Task description:
Tally the lines containing "Math" in this data. Respond with the tally alone.

START Data for review

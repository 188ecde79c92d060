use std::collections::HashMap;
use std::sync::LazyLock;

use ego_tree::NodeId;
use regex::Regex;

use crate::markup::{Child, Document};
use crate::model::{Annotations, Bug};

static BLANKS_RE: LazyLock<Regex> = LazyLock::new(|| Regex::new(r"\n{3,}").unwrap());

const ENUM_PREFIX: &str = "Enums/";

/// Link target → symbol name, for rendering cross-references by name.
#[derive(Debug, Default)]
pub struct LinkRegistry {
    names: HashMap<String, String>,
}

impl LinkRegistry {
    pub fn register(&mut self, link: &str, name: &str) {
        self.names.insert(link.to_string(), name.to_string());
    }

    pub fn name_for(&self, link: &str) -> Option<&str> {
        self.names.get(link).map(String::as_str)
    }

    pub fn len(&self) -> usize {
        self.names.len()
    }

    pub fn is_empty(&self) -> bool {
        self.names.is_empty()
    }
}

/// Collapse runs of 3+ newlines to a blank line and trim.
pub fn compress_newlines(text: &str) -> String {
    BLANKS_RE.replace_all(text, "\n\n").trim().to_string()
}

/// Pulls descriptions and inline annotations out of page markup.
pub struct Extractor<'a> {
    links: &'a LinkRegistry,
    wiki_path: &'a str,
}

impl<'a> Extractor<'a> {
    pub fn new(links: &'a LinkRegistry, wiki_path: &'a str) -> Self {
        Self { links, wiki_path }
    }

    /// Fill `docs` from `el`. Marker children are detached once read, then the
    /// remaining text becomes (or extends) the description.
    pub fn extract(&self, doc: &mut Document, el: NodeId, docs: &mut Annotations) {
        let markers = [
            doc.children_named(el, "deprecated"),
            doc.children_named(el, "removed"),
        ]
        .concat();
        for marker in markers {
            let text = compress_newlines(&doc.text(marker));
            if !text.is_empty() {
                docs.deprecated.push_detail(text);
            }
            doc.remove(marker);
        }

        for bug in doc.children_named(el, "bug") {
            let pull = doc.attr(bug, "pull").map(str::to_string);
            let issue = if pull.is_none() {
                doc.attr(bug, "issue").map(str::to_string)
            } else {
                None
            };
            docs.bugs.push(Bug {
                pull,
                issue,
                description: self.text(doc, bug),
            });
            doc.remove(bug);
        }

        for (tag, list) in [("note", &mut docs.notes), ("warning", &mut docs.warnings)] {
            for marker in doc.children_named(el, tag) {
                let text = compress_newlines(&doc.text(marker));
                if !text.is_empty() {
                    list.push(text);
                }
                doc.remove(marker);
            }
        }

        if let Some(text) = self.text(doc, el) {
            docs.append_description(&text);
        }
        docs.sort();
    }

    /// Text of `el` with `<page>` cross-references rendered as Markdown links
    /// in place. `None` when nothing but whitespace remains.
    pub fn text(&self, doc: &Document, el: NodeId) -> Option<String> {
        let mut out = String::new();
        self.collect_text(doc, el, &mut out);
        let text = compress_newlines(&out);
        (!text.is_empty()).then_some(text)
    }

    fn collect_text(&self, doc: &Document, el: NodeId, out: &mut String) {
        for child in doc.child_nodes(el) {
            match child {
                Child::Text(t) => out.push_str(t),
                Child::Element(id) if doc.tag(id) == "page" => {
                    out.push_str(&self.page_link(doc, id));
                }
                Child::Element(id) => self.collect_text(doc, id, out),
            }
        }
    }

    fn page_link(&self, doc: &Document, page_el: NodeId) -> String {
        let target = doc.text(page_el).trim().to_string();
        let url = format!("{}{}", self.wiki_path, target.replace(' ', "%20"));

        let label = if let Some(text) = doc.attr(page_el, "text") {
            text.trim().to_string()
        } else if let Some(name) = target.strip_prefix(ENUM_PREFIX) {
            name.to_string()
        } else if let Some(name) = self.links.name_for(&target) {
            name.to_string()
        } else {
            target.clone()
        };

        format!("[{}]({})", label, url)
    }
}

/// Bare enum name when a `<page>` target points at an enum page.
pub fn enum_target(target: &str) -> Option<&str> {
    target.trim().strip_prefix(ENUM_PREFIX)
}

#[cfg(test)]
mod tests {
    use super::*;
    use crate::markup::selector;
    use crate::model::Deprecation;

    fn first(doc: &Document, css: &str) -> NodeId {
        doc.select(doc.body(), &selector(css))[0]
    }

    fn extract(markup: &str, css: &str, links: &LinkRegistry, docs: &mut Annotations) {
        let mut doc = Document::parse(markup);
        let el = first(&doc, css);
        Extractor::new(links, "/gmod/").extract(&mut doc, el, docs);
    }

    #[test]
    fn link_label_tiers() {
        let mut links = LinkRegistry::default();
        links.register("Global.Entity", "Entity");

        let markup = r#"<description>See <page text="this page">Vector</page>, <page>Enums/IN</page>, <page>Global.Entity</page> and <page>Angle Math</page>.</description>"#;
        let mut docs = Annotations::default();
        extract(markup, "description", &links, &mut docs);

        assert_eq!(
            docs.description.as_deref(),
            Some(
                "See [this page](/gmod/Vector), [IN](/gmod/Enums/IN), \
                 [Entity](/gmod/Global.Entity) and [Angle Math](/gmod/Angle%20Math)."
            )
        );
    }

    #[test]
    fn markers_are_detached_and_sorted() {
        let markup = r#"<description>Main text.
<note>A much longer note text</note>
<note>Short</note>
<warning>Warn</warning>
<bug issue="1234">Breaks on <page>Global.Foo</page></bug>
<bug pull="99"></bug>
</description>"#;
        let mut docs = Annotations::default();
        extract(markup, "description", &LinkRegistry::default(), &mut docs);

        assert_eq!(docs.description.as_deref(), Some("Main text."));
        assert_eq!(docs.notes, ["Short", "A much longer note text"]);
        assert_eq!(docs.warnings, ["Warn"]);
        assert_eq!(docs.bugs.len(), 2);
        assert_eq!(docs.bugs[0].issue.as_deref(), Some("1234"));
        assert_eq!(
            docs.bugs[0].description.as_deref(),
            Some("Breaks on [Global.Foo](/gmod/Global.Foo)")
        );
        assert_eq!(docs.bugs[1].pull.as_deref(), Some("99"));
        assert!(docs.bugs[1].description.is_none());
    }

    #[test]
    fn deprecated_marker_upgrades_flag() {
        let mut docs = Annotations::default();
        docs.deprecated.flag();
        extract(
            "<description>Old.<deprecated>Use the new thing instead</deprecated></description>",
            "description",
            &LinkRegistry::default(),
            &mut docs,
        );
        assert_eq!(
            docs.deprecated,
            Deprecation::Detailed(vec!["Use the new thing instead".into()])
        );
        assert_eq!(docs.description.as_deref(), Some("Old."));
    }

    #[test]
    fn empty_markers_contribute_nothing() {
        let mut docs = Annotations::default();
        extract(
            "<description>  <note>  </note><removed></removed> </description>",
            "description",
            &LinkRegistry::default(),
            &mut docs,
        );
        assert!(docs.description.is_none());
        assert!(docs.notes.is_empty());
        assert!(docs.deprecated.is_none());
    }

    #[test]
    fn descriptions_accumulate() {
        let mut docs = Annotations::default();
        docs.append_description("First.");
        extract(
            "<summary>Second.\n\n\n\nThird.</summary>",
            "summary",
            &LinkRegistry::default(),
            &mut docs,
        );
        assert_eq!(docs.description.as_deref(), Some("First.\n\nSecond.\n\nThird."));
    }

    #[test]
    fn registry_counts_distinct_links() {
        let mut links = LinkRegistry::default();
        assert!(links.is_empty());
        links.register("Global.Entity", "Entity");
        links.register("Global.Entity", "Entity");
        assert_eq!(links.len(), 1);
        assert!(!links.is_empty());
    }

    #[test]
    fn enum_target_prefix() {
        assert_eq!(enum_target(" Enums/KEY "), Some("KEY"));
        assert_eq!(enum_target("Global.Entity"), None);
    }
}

END Data for review
START Data for review

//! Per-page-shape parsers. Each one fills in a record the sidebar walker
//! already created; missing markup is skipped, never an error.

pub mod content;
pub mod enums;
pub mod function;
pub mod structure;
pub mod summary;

END Data for review
START Data for review

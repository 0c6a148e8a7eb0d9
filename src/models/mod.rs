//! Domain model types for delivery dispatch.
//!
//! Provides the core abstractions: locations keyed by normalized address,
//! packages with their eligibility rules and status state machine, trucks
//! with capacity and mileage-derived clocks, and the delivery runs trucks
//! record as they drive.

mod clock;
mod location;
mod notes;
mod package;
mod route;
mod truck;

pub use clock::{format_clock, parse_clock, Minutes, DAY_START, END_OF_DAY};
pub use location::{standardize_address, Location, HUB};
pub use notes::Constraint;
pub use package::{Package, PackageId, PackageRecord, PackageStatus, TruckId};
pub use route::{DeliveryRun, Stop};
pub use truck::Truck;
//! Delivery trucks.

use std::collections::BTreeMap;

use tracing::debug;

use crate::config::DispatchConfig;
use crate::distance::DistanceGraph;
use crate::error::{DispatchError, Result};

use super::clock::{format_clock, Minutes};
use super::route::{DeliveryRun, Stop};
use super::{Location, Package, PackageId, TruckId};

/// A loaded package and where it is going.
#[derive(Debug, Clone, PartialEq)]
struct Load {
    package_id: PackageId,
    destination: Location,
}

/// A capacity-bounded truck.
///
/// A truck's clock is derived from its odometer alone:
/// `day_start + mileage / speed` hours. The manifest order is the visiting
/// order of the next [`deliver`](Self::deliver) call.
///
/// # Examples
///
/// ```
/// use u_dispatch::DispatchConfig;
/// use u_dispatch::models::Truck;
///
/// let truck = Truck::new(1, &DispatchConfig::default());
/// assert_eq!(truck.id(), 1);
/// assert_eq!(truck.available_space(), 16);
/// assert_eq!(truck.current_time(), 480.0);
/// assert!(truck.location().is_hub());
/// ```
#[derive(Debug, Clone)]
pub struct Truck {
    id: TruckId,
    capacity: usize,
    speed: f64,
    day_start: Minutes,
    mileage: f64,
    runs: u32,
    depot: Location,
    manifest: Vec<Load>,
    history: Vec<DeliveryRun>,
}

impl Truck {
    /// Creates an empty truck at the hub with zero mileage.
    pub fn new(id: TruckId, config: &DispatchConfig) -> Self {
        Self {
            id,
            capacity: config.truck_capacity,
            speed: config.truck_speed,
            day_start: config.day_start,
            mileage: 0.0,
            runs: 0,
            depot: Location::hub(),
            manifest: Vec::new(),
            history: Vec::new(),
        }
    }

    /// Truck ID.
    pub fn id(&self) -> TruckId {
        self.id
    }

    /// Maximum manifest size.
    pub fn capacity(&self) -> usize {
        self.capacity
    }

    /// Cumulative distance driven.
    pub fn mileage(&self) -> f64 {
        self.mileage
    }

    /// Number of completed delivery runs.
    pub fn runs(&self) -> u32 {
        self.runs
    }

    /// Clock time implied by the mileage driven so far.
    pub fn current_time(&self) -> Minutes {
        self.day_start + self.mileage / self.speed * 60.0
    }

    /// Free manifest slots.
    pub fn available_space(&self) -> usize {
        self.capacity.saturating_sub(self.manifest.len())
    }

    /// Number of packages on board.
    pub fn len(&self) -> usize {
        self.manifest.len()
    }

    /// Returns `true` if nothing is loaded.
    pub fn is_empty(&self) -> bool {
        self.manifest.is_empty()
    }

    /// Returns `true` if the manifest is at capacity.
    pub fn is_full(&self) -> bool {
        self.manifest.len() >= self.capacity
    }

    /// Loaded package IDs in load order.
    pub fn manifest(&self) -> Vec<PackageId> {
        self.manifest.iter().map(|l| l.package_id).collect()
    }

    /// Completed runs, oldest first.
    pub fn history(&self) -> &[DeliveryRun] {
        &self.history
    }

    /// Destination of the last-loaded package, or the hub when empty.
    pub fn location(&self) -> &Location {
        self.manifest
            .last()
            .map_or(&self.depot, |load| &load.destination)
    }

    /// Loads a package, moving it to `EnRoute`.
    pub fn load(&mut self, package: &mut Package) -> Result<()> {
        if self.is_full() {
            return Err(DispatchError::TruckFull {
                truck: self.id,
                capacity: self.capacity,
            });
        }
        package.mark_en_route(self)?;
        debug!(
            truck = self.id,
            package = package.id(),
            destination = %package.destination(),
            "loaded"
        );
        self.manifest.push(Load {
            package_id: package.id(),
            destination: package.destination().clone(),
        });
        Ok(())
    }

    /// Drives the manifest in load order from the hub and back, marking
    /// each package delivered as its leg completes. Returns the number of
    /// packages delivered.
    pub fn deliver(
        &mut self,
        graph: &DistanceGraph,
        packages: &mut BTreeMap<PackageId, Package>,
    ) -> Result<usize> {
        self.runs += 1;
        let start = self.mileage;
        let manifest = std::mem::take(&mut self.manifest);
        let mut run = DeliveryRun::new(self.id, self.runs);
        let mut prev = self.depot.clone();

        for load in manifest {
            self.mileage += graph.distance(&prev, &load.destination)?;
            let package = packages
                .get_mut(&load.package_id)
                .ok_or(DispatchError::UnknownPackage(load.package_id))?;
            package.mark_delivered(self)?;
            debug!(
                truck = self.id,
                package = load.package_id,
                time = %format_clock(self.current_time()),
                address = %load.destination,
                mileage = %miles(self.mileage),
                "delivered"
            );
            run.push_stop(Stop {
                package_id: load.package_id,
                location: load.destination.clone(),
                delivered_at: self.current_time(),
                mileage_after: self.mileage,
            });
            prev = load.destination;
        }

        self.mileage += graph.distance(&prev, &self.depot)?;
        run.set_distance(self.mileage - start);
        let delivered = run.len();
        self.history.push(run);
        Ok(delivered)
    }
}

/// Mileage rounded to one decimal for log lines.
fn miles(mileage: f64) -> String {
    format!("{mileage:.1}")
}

END Data for review

Written response:
2